As long as Peyote is an endangered species, it is more blessed to grow the Holy Sacrament than to consume it. Articles of Faith
This doctrine alone is enough to automatically give the Peyote Way two Lorax thumbs up in my Churches I Support And Pray For ranking. You can read more on their website and support this cause here. Individuals from all walks of life , (with Annie and Matthew at the core and on the job), who provide their time, labor, and donations to continue the work of the church, invite your contributions for helping them help the medicine.
Ensuring a future of sustainable peyote prayers is an excellent enough concept, but I am also personally fond of this statement from their website-
What we believe is personal, and we are not interested in forcing our beliefs on anyone else. The mural on the Congregation House depicts symbols of five major religions: Christianity, Judaism, Islam, Buddhism and Hinduism. Peyote is available to the communicant regardless of his/her religious preference. We also believe that the government has no place inside your conscience.

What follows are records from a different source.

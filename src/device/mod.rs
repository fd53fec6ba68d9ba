//! Device abstraction: opaque handles, shared data types and the
//! [`GraphicsDevice`] backend contract

pub mod graphics_device;
pub mod handles;
pub mod types;

#[cfg(test)]
pub mod mock_graphics_device;

pub use graphics_device::GraphicsDevice;
pub use handles::*;
pub use types::*;
//! Per-slot frame resources

use crate::device::handles::{CommandBufferId, CommandPoolId, FenceId, SemaphoreId};
use crate::device::GraphicsDevice;
use crate::error::Result;
use crate::frame::gpu_timing::FrameGpuTimer;

/// GPU objects owned by one frame-in-flight slot
///
/// The submit fence is created signaled so the first wait on a fresh slot
/// returns immediately. The command pool is reset wholesale each time the
/// slot comes around, giving the command buffer one-shot semantics.
pub struct FrameResources {
    pub(crate) command_pool: CommandPoolId,
    pub(crate) command_buffer: CommandBufferId,
    pub(crate) submit_fence: FenceId,
    pub(crate) image_acquire_semaphore: SemaphoreId,
    pub(crate) render_complete_semaphore: SemaphoreId,
    pub(crate) gpu_timer: Option<FrameGpuTimer>,
}

impl FrameResources {
    pub(crate) fn new(device: &dyn GraphicsDevice, enable_gpu_timing: bool) -> Result<Self> {
        let command_pool = device.create_command_pool()?;
        let command_buffer = device.allocate_command_buffer(command_pool)?;
        let submit_fence = device.create_fence(true)?;
        let image_acquire_semaphore = device.create_semaphore()?;
        let render_complete_semaphore = device.create_semaphore()?;
        let gpu_timer = if enable_gpu_timing {
            Some(FrameGpuTimer::new(device)?)
        } else {
            None
        };
        Ok(Self {
            command_pool,
            command_buffer,
            submit_fence,
            image_acquire_semaphore,
            render_complete_semaphore,
            gpu_timer,
        })
    }

    /// Command buffer the application records into for this slot
    pub fn command_buffer(&self) -> CommandBufferId {
        self.command_buffer
    }

    pub(crate) fn destroy(self, device: &dyn GraphicsDevice) {
        if let Some(timer) = self.gpu_timer {
            timer.destroy(device);
        }
        device.destroy_semaphore(self.render_complete_semaphore);
        device.destroy_semaphore(self.image_acquire_semaphore);
        device.destroy_fence(self.submit_fence);
        device.destroy_command_pool(self.command_pool);
    }
}
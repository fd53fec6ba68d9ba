//! Compiled program: pipeline, layouts and per-frame descriptor sets

use crate::device::handles::{
    CommandBufferId, DescriptorSetId, DescriptorSetLayoutId, PipelineId, PipelineLayoutId,
};
use crate::device::types::PipelineBindPoint;
use crate::device::GraphicsDevice;

/// Descriptor set instances compiled for one logical set slot
#[derive(Debug, Clone)]
pub(crate) struct ProgramSet {
    pub set_index: u32,
    /// Physical instances; instance selection at bind time is
    /// `frame_slot % instances.len()`
    pub instances: Vec<DescriptorSetId>,
}

/// A compiled, bindable program
///
/// Owns its pipeline, pipeline layout, set layouts and allocated descriptor
/// sets. Descriptor sets are freed with their pool; everything else must be
/// released through [`Program::destroy`] once the device is idle.
pub struct Program {
    bind_point: PipelineBindPoint,
    pipeline: PipelineId,
    pipeline_layout: PipelineLayoutId,
    set_layouts: Vec<DescriptorSetLayoutId>,
    sets: Vec<ProgramSet>,
}

impl Program {
    pub(crate) fn new(
        bind_point: PipelineBindPoint,
        pipeline: PipelineId,
        pipeline_layout: PipelineLayoutId,
        set_layouts: Vec<DescriptorSetLayoutId>,
        sets: Vec<ProgramSet>,
    ) -> Self {
        Self { bind_point, pipeline, pipeline_layout, set_layouts, sets }
    }

    pub fn bind_point(&self) -> PipelineBindPoint {
        self.bind_point
    }

    pub fn pipeline(&self) -> PipelineId {
        self.pipeline
    }

    /// Pipeline layout, for binding inherited sets or push-style state from
    /// the application side
    pub fn pipeline_layout(&self) -> PipelineLayoutId {
        self.pipeline_layout
    }

    /// Number of physical instances compiled for a set slot (0 when the
    /// slot is inherited or unused)
    pub fn instance_count(&self, set_index: u32) -> u32 {
        self.sets
            .iter()
            .find(|s| s.set_index == set_index)
            .map(|s| s.instances.len() as u32)
            .unwrap_or(0)
    }

    /// Record the pipeline bind
    pub fn bind(&self, device: &dyn GraphicsDevice, cmd: CommandBufferId) {
        device.cmd_bind_pipeline(cmd, self.bind_point, self.pipeline);
    }

    /// Record descriptor set binds for the given frame slot.
    ///
    /// Each owned set slot binds instance `frame_slot % instance_count`.
    /// Slots the program does not own (inherited or unused) are skipped;
    /// sets are bound individually so set-index gaps are preserved.
    pub fn bind_descriptor_sets(
        &self,
        device: &dyn GraphicsDevice,
        cmd: CommandBufferId,
        frame_slot: u32,
    ) {
        for set in &self.sets {
            let instance = set.instances[frame_slot as usize % set.instances.len()];
            device.cmd_bind_descriptor_sets(
                cmd,
                self.bind_point,
                self.pipeline_layout,
                set.set_index,
                &[instance],
            );
        }
    }

    /// Release the pipeline, pipeline layout and set layouts.
    ///
    /// The caller must guarantee the program is no longer referenced by
    /// in-flight work, typically after `device_wait_idle`.
    pub fn destroy(self, device: &dyn GraphicsDevice) {
        device.destroy_pipeline(self.pipeline);
        device.destroy_pipeline_layout(self.pipeline_layout);
        for layout in self.set_layouts {
            device.destroy_descriptor_set_layout(layout);
        }
    }
}
//! Frame-in-flight resource pool and the per-frame protocol
//!
//! The pool owns N slots of frame resources plus a single image-acquire
//! fence shared across slots. A frame runs:
//!
//! 1. `advance` - move to the next slot round-robin, at the top of the
//!    loop before any wait; the first call on a fresh pool yields slot 0
//! 2. `begin_frame` - wait and reset the slot's submit fence, read last
//!    GPU timing, acquire a swapchain image (waiting the acquire fence so
//!    the image is really available), reset the slot's command pool and
//!    begin recording, transitioning the image to the render-target layout
//! 3. application records into `active().command_buffer()`
//! 4. `end_frame` - transition back to the presentable layout, end the
//!    buffer, submit signaling the slot fence and render-complete
//!    semaphore, then present
//!
//! The slot's submit fence is created signaled, so the first pass over
//! each slot never blocks. With N slots, the wait in `begin_frame` of
//! frame M completes the submission of frame M-N.

use crate::device::handles::FenceId;
use crate::device::types::{ImageLayout, SubmitDesc};
use crate::device::GraphicsDevice;
use crate::error::{Error, Result};
use crate::frame::frame_resources::FrameResources;
use crate::{render_info, render_trace};

const FENCE_TIMEOUT_NS: u64 = u64::MAX;

/// Round-robin pool of frame-in-flight resources
pub struct FrameResourcePool {
    slots: Vec<FrameResources>,
    active: usize,
    /// Shared across slots; signaled by acquire, waited and reset within
    /// `begin_frame`
    image_acquire_fence: FenceId,
    last_gpu_time_ns: Option<f64>,
}

impl FrameResourcePool {
    /// Create a pool with `frames_in_flight` slots
    pub fn new(
        device: &dyn GraphicsDevice,
        frames_in_flight: u32,
        enable_gpu_timing: bool,
    ) -> Result<Self> {
        if frames_in_flight == 0 {
            return Err(Error::InitializationFailed(
                "frames_in_flight must be at least 1".to_string(),
            ));
        }
        let mut slots = Vec::with_capacity(frames_in_flight as usize);
        for _ in 0..frames_in_flight {
            slots.push(FrameResources::new(device, enable_gpu_timing)?);
        }
        let image_acquire_fence = device.create_fence(false)?;
        render_info!(
            "quasar::frame",
            "Frame resource pool ready: {} slot(s), gpu timing {}",
            frames_in_flight,
            if enable_gpu_timing { "on" } else { "off" }
        );
        // Pre-first-frame state: the first advance() lands on slot 0
        let active = slots.len() - 1;
        Ok(Self {
            slots,
            active,
            image_acquire_fence,
            last_gpu_time_ns: None,
        })
    }

    /// Create a pool sized by the renderer configuration
    pub fn from_config(
        device: &dyn GraphicsDevice,
        config: &crate::config::RendererConfig,
    ) -> Result<Self> {
        Self::new(device, config.frames_in_flight as u32, config.enable_gpu_timing)
    }

    pub fn frame_count(&self) -> u32 {
        self.slots.len() as u32
    }

    /// Index of the active slot, for modulo descriptor-set selection
    pub fn active_slot(&self) -> u32 {
        self.active as u32
    }

    /// The active slot's resources
    pub fn active(&self) -> &FrameResources {
        &self.slots[self.active]
    }

    /// GPU time of the most recently retired timed frame, in nanoseconds
    pub fn last_gpu_frame_time_ns(&self) -> Option<f64> {
        self.last_gpu_time_ns
    }

    /// Move to the next slot round-robin, returning the new active index.
    ///
    /// Called at the top of the frame loop, before `begin_frame`; on a
    /// fresh pool the first call returns slot 0.
    pub fn advance(&mut self) -> u32 {
        self.active = (self.active + 1) % self.slots.len();
        self.active as u32
    }

    /// One-shot transition of every swapchain image to the presentable
    /// layout. Call once after swapchain creation, before the first frame.
    pub fn initialize_swapchain_images(&mut self, device: &dyn GraphicsDevice) -> Result<()> {
        let slot = &self.slots[self.active];
        device.reset_command_pool(slot.command_pool)?;
        device.begin_command_buffer(slot.command_buffer)?;
        for image_index in 0..device.swapchain_image_count() {
            device.cmd_transition_swapchain_image(
                slot.command_buffer,
                image_index,
                ImageLayout::Undefined,
                ImageLayout::PresentSrc,
            );
        }
        device.end_command_buffer(slot.command_buffer)?;
        device.queue_submit(&SubmitDesc {
            command_buffers: vec![slot.command_buffer],
            wait_semaphores: vec![],
            signal_semaphores: vec![],
            signal_fence: None,
        })?;
        device.queue_wait_idle()?;
        render_info!(
            "quasar::frame",
            "Initialized {} swapchain image(s) to presentable layout",
            device.swapchain_image_count()
        );
        Ok(())
    }

    /// Open the active slot's frame and acquire a swapchain image.
    ///
    /// Returns the acquired image index. On return the slot's command
    /// buffer is recording and the image has been transitioned to the
    /// render-target layout.
    pub fn begin_frame(&mut self, device: &dyn GraphicsDevice) -> Result<u32> {
        let slot = &mut self.slots[self.active];

        device.wait_for_fence(slot.submit_fence, FENCE_TIMEOUT_NS)?;
        device.reset_fence(slot.submit_fence)?;

        // Safe to read now: the fence wait retired this slot's last frame
        if let Some(timer) = slot.gpu_timer.as_mut() {
            if let Some(elapsed) = timer.read(device)? {
                self.last_gpu_time_ns = Some(elapsed);
            }
        }

        let image_index = device.acquire_next_image(
            Some(slot.image_acquire_semaphore),
            Some(self.image_acquire_fence),
        )?;
        device.wait_for_fence(self.image_acquire_fence, FENCE_TIMEOUT_NS)?;
        device.reset_fence(self.image_acquire_fence)?;

        device.reset_command_pool(slot.command_pool)?;
        device.begin_command_buffer(slot.command_buffer)?;

        if let Some(timer) = slot.gpu_timer.as_ref() {
            timer.record_begin(device, slot.command_buffer);
        }
        device.cmd_transition_swapchain_image(
            slot.command_buffer,
            image_index,
            ImageLayout::PresentSrc,
            ImageLayout::ColorAttachment,
        );

        render_trace!(
            "quasar::frame",
            "Frame begun on slot {}, image {}",
            self.active,
            image_index
        );
        Ok(image_index)
    }

    /// Close the active slot's frame: submit and present.
    ///
    /// The submission waits the slot's image-acquire semaphore, signals
    /// its render-complete semaphore and submit fence; presentation waits
    /// the render-complete semaphore.
    pub fn end_frame(&mut self, device: &dyn GraphicsDevice, image_index: u32) -> Result<()> {
        let slot = &mut self.slots[self.active];

        device.cmd_transition_swapchain_image(
            slot.command_buffer,
            image_index,
            ImageLayout::ColorAttachment,
            ImageLayout::PresentSrc,
        );
        if let Some(timer) = slot.gpu_timer.as_mut() {
            timer.record_end(device, slot.command_buffer);
        }
        device.end_command_buffer(slot.command_buffer)?;

        device.queue_submit(&SubmitDesc {
            command_buffers: vec![slot.command_buffer],
            wait_semaphores: vec![slot.image_acquire_semaphore],
            signal_semaphores: vec![slot.render_complete_semaphore],
            signal_fence: Some(slot.submit_fence),
        })?;
        device.present(image_index, &[slot.render_complete_semaphore])?;

        render_trace!(
            "quasar::frame",
            "Frame ended on slot {}, image {}",
            self.active,
            image_index
        );
        Ok(())
    }

    /// Drain the device and release every owned object
    pub fn shutdown(self, device: &dyn GraphicsDevice) -> Result<()> {
        device.device_wait_idle()?;
        device.destroy_fence(self.image_acquire_fence);
        for slot in self.slots {
            slot.destroy(device);
        }
        render_info!("quasar::frame", "Frame resource pool shut down");
        Ok(())
    }
}

#[cfg(test)]
#[path = "frame_pool_tests.rs"]
mod tests;
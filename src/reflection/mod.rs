//! Shader reflection: the reflector collaborator contract and the merged
//! name -> binding table programs are compiled from

pub mod binding_table;

pub use binding_table::BindingReflectionTable;

use crate::device::types::{DescriptorType, ShaderStageFlags};
use crate::error::Result;

/// Highest descriptor set index a program may use, exclusive
///
/// Set indices 0..=2 cover per-frame, per-pass and per-material data; a
/// reflected binding outside that range is a validation error.
pub const MAX_PROGRAM_SET_SLOTS: u32 = 3;

/// One descriptor binding as reported by shader reflection
#[derive(Debug, Clone, Copy, PartialEq, Eq)]
pub struct ReflectedBinding {
    /// Descriptor set index (0..[`MAX_PROGRAM_SET_SLOTS`])
    pub set: u32,
    /// Binding number within the set
    pub binding: u32,
    pub descriptor_type: DescriptorType,
    /// Array size (1 for non-arrays)
    pub descriptor_count: u32,
    /// Stages that declared the binding; widened as stages are merged
    pub stage_flags: ShaderStageFlags,
}

/// SPIR-V reflection collaborator
///
/// Extracts the named descriptor bindings a shader stage declares. The
/// implementation owns parsing; this crate only consumes the table.
pub trait ShaderReflector {
    /// Reflect one stage, returning `(resource_name, binding)` pairs
    fn reflect(
        &self,
        code: &[u32],
        stage: ShaderStageFlags,
    ) -> Result<Vec<(String, ReflectedBinding)>>;
}

/// Table-driven reflector for tests: maps the first word of the shader
/// code to a canned binding list
#[cfg(test)]
pub struct StubReflector {
    programs: rustc_hash::FxHashMap<u32, Vec<(String, ReflectedBinding)>>,
}

#[cfg(test)]
impl StubReflector {
    pub fn new() -> Self {
        Self { programs: rustc_hash::FxHashMap::default() }
    }

    pub fn insert(&mut self, key: u32, bindings: Vec<(String, ReflectedBinding)>) {
        self.programs.insert(key, bindings);
    }
}

#[cfg(test)]
impl ShaderReflector for StubReflector {
    fn reflect(
        &self,
        code: &[u32],
        stage: ShaderStageFlags,
    ) -> Result<Vec<(String, ReflectedBinding)>> {
        let key = code.first().copied().ok_or_else(|| {
            crate::error::Error::Backend("empty shader code".to_string())
        })?;
        let bindings = self.programs.get(&key).ok_or_else(|| {
            crate::error::Error::Backend(format!("no reflection entry for key {}", key))
        })?;
        Ok(bindings
            .iter()
            .map(|(name, b)| (name.clone(), ReflectedBinding { stage_flags: stage, ..*b }))
            .collect())
    }
}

This was the message impressed on me by the church art in the front of the congregation house on that first day so many years ago. Along with beautiful imagery, some peyote wisdom was literally baked into a ceramic message of faith. And it has positively affected my life, and many other lives up to now. And I pray that may continue for a long peyote road ahead.
Oh Creator of all things. Bless our brothers and sisters who help shine your light into this world. Through their faith, let your love share itself with those in need of help on their own life path. Help the helpers of your divine medicine to learn and to teach us all, and each other, that our path forward begins in the prayers of our dedicated labor.